Various diets have been shown to slow the progression of diabetes in NOD mice, notably the low-protein diets. It has been reported that casein hydrolysate formula does likewise.
A number of products listed in Table 1 that have an ill-defined action on the immune system have also been reported to prevent the onset of diabetes in NOD mice.

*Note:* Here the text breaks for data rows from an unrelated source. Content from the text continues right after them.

use axum::Json;
use axum::extract::{Path, State};
use axum::http::StatusCode;
use axum::response::IntoResponse;
use sea_orm::*;
use tracing::{instrument, warn};

use crate::entity::sms_log::{self, SmsStatus};
use crate::entity::sms_template;
use crate::error::{AppError, ErrorBody};
use crate::extractors::auth::{AdminUser, VerifiedAdmin};
use crate::extractors::json::{AppJson, AppQuery};
use crate::models::shared::{ApiResponse, MessageBody, Paginated, Pagination, resolve_page};
use crate::models::sms::*;
use crate::services::sms::Delivery;
use crate::state::AppState;
use crate::utils::phone::{is_valid_mobile, mask, normalize_mobile};
use crate::utils::template::{render, segment_count};

#[utoipa::path(
    get,
    path = "/templates",
    tag = "SMS",
    operation_id = "listSmsTemplates",
    summary = "List SMS templates",
    responses(
        (status = 200, description = "All templates ordered by code", body = ApiResponse<Vec<TemplateResponse>>),
        (status = 401, description = "Admin login required (UNAUTHORIZED)", body = ErrorBody),
    ),
)]
#[instrument(skip(state, _admin))]
pub async fn list_templates(
    _admin: AdminUser,
    State(state): State<AppState>,
) -> Result<Json<ApiResponse<Vec<TemplateResponse>>>, AppError> {
    let templates = sms_template::Entity::find()
        .order_by_asc(sms_template::Column::Code)
        .all(&state.db)
        .await?;
    Ok(Json(ApiResponse::ok(
        templates.into_iter().map(Into::into).collect(),
    )))
}

#[utoipa::path(
    post,
    path = "/templates",
    tag = "SMS",
    operation_id = "createSmsTemplate",
    summary = "Create an SMS template",
    request_body = CreateTemplateRequest,
    responses(
        (status = 201, description = "Template created", body = ApiResponse<TemplateResponse>),
        (status = 400, description = "Validation error (VALIDATION_ERROR)", body = ErrorBody),
        (status = 401, description = "Admin login required (UNAUTHORIZED)", body = ErrorBody),
        (status = 409, description = "Code already used (CONFLICT)", body = ErrorBody),
    ),
)]
#[instrument(skip(state, _admin, payload), fields(code = %payload.code))]
pub async fn create_template(
    _admin: AdminUser,
    State(state): State<AppState>,
    AppJson(payload): AppJson<CreateTemplateRequest>,
) -> Result<impl IntoResponse, AppError> {
    validate_create_template(&payload)?;

    let now = chrono::Utc::now();
    let model = sms_template::ActiveModel {
        code: Set(payload.code.trim().to_string()),
        name: Set(payload.name.trim().to_string()),
        content: Set(payload.content),
        created_at: Set(now),
        updated_at: Set(now),
        ..Default::default()
    }
    .insert(&state.db)
    .await
    .map_err(code_conflict)?;

    Ok((
        StatusCode::CREATED,
        Json(ApiResponse::ok(TemplateResponse::from(model))),
    ))
}

#[utoipa::path(
    get,
    path = "/templates/{id}",
    tag = "SMS",
    operation_id = "getSmsTemplate",
    summary = "Get an SMS template",
    params(("id" = i32, Path, description = "Template ID")),
    responses(
        (status = 200, description = "Template", body = ApiResponse<TemplateResponse>),
        (status = 401, description = "Admin login required (UNAUTHORIZED)", body = ErrorBody),
        (status = 404, description = "Template not found (NOT_FOUND)", body = ErrorBody),
    ),
)]
#[instrument(skip(state, _admin), fields(id))]
pub async fn get_template(
    _admin: AdminUser,
    State(state): State<AppState>,
    Path(id): Path<i32>,
) -> Result<Json<ApiResponse<TemplateResponse>>, AppError> {
    let model = find_template(&state.db, id).await?;
    Ok(Json(ApiResponse::ok(model.into())))
}

#[utoipa::path(
    put,
    path = "/templates/{id}",
    tag = "SMS",
    operation_id = "updateSmsTemplate",
    summary = "Update an SMS template",
    description = "Only provided fields are modified.",
    params(("id" = i32, Path, description = "Template ID")),
    request_body = UpdateTemplateRequest,
    responses(
        (status = 200, description = "Template updated", body = ApiResponse<TemplateResponse>),
        (status = 400, description = "Validation error (VALIDATION_ERROR)", body = ErrorBody),
        (status = 401, description = "Admin login required (UNAUTHORIZED)", body = ErrorBody),
        (status = 404, description = "Template not found (NOT_FOUND)", body = ErrorBody),
        (status = 409, description = "Code already used (CONFLICT)", body = ErrorBody),
    ),
)]
#[instrument(skip(state, _admin, payload), fields(id))]
pub async fn update_template(
    _admin: AdminUser,
    State(state): State<AppState>,
    Path(id): Path<i32>,
    AppJson(payload): AppJson<UpdateTemplateRequest>,
) -> Result<Json<ApiResponse<TemplateResponse>>, AppError> {
    validate_update_template(&payload)?;

    let existing = find_template(&state.db, id).await?;
    if payload == UpdateTemplateRequest::default() {
        return Ok(Json(ApiResponse::ok(existing.into())));
    }

    let mut active: sms_template::ActiveModel = existing.into();
    if let Some(code) = payload.code {
        active.code = Set(code.trim().to_string());
    }
    if let Some(name) = payload.name {
        active.name = Set(name.trim().to_string());
    }
    if let Some(content) = payload.content {
        active.content = Set(content);
    }
    active.updated_at = Set(chrono::Utc::now());

    let model = active.update(&state.db).await.map_err(code_conflict)?;
    Ok(Json(ApiResponse::ok(model.into())))
}

#[utoipa::path(
    delete,
    path = "/templates/{id}",
    tag = "SMS",
    operation_id = "deleteSmsTemplate",
    summary = "Delete an SMS template",
    description = "Existing send logs keep the template code as plain text.",
    params(("id" = i32, Path, description = "Template ID")),
    responses(
        (status = 200, description = "Template deleted", body = MessageBody),
        (status = 401, description = "Admin login required (UNAUTHORIZED)", body = ErrorBody),
        (status = 404, description = "Template not found (NOT_FOUND)", body = ErrorBody),
    ),
)]
#[instrument(skip(state, _admin), fields(id))]
pub async fn delete_template(
    _admin: AdminUser,
    State(state): State<AppState>,
    Path(id): Path<i32>,
) -> Result<Json<MessageBody>, AppError> {
    let result = sms_template::Entity::delete_by_id(id)
        .exec(&state.db)
        .await?;
    if result.rows_affected == 0 {
        return Err(AppError::NotFound("Template not found".into()));
    }
    Ok(Json(MessageBody::new("Template deleted")))
}

#[utoipa::path(
    post,
    path = "/preview",
    tag = "SMS",
    operation_id = "previewSms",
    summary = "Render a message without sending it",
    description = "Substitutes `${name}` and `{name}` placeholders and reports length and segment count. \
        A message of up to 70 characters is one segment; longer ones are split into 67-character parts.",
    request_body = PreviewRequest,
    responses(
        (status = 200, description = "Rendered message", body = ApiResponse<PreviewResponse>),
        (status = 400, description = "Validation error (VALIDATION_ERROR)", body = ErrorBody),
        (status = 401, description = "Admin login required (UNAUTHORIZED)", body = ErrorBody),
        (status = 404, description = "Template not found (NOT_FOUND)", body = ErrorBody),
    ),
)]
#[instrument(skip(state, _admin, payload))]
pub async fn preview(
    _admin: AdminUser,
    State(state): State<AppState>,
    AppJson(payload): AppJson<PreviewRequest>,
) -> Result<Json<ApiResponse<PreviewResponse>>, AppError> {
    validate_source(payload.content.as_deref(), payload.template_code.as_deref())?;

    let (body, _) = resolve_body(
        &state.db,
        payload.content,
        payload.template_code.as_deref(),
    )
    .await?;
    let rendered = render(&body, &payload.params);
    let length = rendered.content.chars().count();

    Ok(Json(ApiResponse::ok(PreviewResponse {
        content: rendered.content,
        length,
        segments: segment_count(length),
        missing_params: rendered.missing,
    })))
}

#[utoipa::path(
    post,
    path = "/send",
    tag = "SMS",
    operation_id = "sendSms",
    summary = "Send an SMS",
    description = "Renders the message and sends it through the configured gateway, or logs it when none is configured. \
        Requires a verification token; the login cookie is not needed. Every attempt is written to the send log.",
    request_body = SendSmsRequest,
    params(("X-Verify-Token" = String, Header, description = "Token from /api/auth/verify-code")),
    responses(
        (status = 200, description = "Message accepted", body = ApiResponse<SendSmsResponse>),
        (status = 400, description = "Invalid phone or unresolved placeholders (VALIDATION_ERROR)", body = ErrorBody),
        (status = 401, description = "Token missing or expired (TOKEN_INVALID)", body = ErrorBody),
        (status = 404, description = "Template not found (NOT_FOUND)", body = ErrorBody),
        (status = 502, description = "Gateway failed (UPSTREAM_ERROR)", body = ErrorBody),
    ),
)]
#[instrument(skip(state, _verified, payload), fields(phone = %mask(&payload.phone)))]
pub async fn send(
    _verified: VerifiedAdmin,
    State(state): State<AppState>,
    AppJson(payload): AppJson<SendSmsRequest>,
) -> Result<Json<ApiResponse<SendSmsResponse>>, AppError> {
    let phone = normalize_mobile(&payload.phone);
    if !is_valid_mobile(&phone) {
        return Err(AppError::Validation(format!(
            "Invalid phone number: {}",
            payload.phone
        )));
    }
    validate_source(payload.content.as_deref(), payload.template_code.as_deref())?;

    let (body, template_code) = resolve_body(
        &state.db,
        payload.content,
        payload.template_code.as_deref(),
    )
    .await?;
    let rendered = render(&body, &payload.params);
    if !rendered.missing.is_empty() {
        return Err(AppError::Validation(format!(
            "Missing template params: {}",
            rendered.missing.join(", ")
        )));
    }
    let segments = segment_count(rendered.content.chars().count());

    let outcome = state.sms.send(&phone, &rendered.content).await;
    let (status, message_id, error) = match &outcome {
        Ok(Delivery::Sent { message_id }) => (SmsStatus::Sent, message_id.clone(), None),
        Ok(Delivery::DryRun) => (SmsStatus::DryRun, None, None),
        Err(e) => {
            warn!(error = %e, "SMS send failed");
            (SmsStatus::Failed, None, Some(e.to_string()))
        }
    };

    let log = sms_log::ActiveModel {
        phone: Set(phone),
        template_code: Set(template_code),
        content: Set(rendered.content),
        status: Set(status),
        error: Set(error),
        created_at: Set(chrono::Utc::now()),
        ..Default::default()
    }
    .insert(&state.db)
    .await?;

    outcome?;

    Ok(Json(ApiResponse::ok(SendSmsResponse {
        log_id: log.id,
        status,
        message_id,
        segments,
    })))
}

#[utoipa::path(
    get,
    path = "/logs",
    tag = "SMS",
    operation_id = "listSmsLogs",
    summary = "List send logs",
    description = "Newest first, optionally filtered by phone.",
    params(SmsLogQuery),
    responses(
        (status = 200, description = "Page of logs", body = ApiResponse<Paginated<SmsLogResponse>>),
        (status = 401, description = "Admin login required (UNAUTHORIZED)", body = ErrorBody),
    ),
)]
#[instrument(skip(state, _admin, query))]
pub async fn list_logs(
    _admin: AdminUser,
    State(state): State<AppState>,
    AppQuery(query): AppQuery<SmsLogQuery>,
) -> Result<Json<ApiResponse<Paginated<SmsLogResponse>>>, AppError> {
    let (page, limit, offset) = resolve_page(query.page, query.limit);

    let mut select = sms_log::Entity::find();
    if let Some(ref phone) = query.phone {
        let phone = normalize_mobile(phone);
        if !phone.is_empty() {
            select = select.filter(sms_log::Column::Phone.eq(phone));
        }
    }

    let total = select.clone().count(&state.db).await?;
    let items = select
        .order_by_desc(sms_log::Column::CreatedAt)
        .order_by_desc(sms_log::Column::Id)
        .offset(offset)
        .limit(limit)
        .all(&state.db)
        .await?;

    Ok(Json(ApiResponse::ok(Paginated {
        items: items.into_iter().map(Into::into).collect(),
        pagination: Pagination::new(page, limit, total),
    })))
}

/// Message body and template code for a send or preview.
async fn resolve_body<C: ConnectionTrait>(
    db: &C,
    content: Option<String>,
    template_code: Option<&str>,
) -> Result<(String, Option<String>), AppError> {
    match (content, template_code) {
        (Some(content), _) => Ok((content, None)),
        (None, Some(code)) => {
            let template = sms_template::Entity::find()
                .filter(sms_template::Column::Code.eq(code.trim()))
                .one(db)
                .await?
                .ok_or_else(|| AppError::NotFound(format!("Template {code} not found")))?;
            Ok((template.content, Some(template.code)))
        }
        (None, None) => Err(AppError::Validation(
            "content or template_code is required".into(),
        )),
    }
}

async fn find_template<C: ConnectionTrait>(
    db: &C,
    id: i32,
) -> Result<sms_template::Model, AppError> {
    sms_template::Entity::find_by_id(id)
        .one(db)
        .await?
        .ok_or_else(|| AppError::NotFound("Template not found".into()))
}

fn code_conflict(e: DbErr) -> AppError {
    match e.sql_err() {
        Some(SqlErr::UniqueConstraintViolation(_)) => {
            AppError::Conflict("Template code already exists".into())
        }
        _ => AppError::from(e),
    }
}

The number and variety of therapeutic interventions capable of preventing diabetes represents an unprecedented observation in immune pathology. The number of interventions that work in mice with advanced disease, and particularly with established diabetes, is much more limited, indicating that the majority of efficacious treatments are active only at the very early stages of a chronic process progressing from insulitis to clinical diabetes. As has been mentioned above, the only products that have been shown to arrest the destruction of β cells in man are those shown to act late in the natural history of the disease in NOD mice. Nevertheless, the early-acting procedures may prove useful in combination with late-acting drugs. One might envision treating patients who have recently diagnosed diabetes with the late-acting drugs, followed by administration of early-acting drugs, which would regain their activity once the immune homeostasis has been reset. Alternatively, these numerous early-acting compounds could be applied in man very early if valid prediction could identify subjects at risk of developing the disease. However, the logistic problems associated with such prediabetes trials should not be overlooked (for example, the number of subjects to be screened and enrolled and the duration of the trial). Lastly, many of the concepts and therapeutic strategies described above for IDDM could probably be extrapolated correctly to other autoimmune diseases, notably rheumatoid arthritis.
Glossary of terms
BB = BioBreeding (rat); BCG = bacille Calmette-Guérin; NOD = nonobese diabetic (mouse).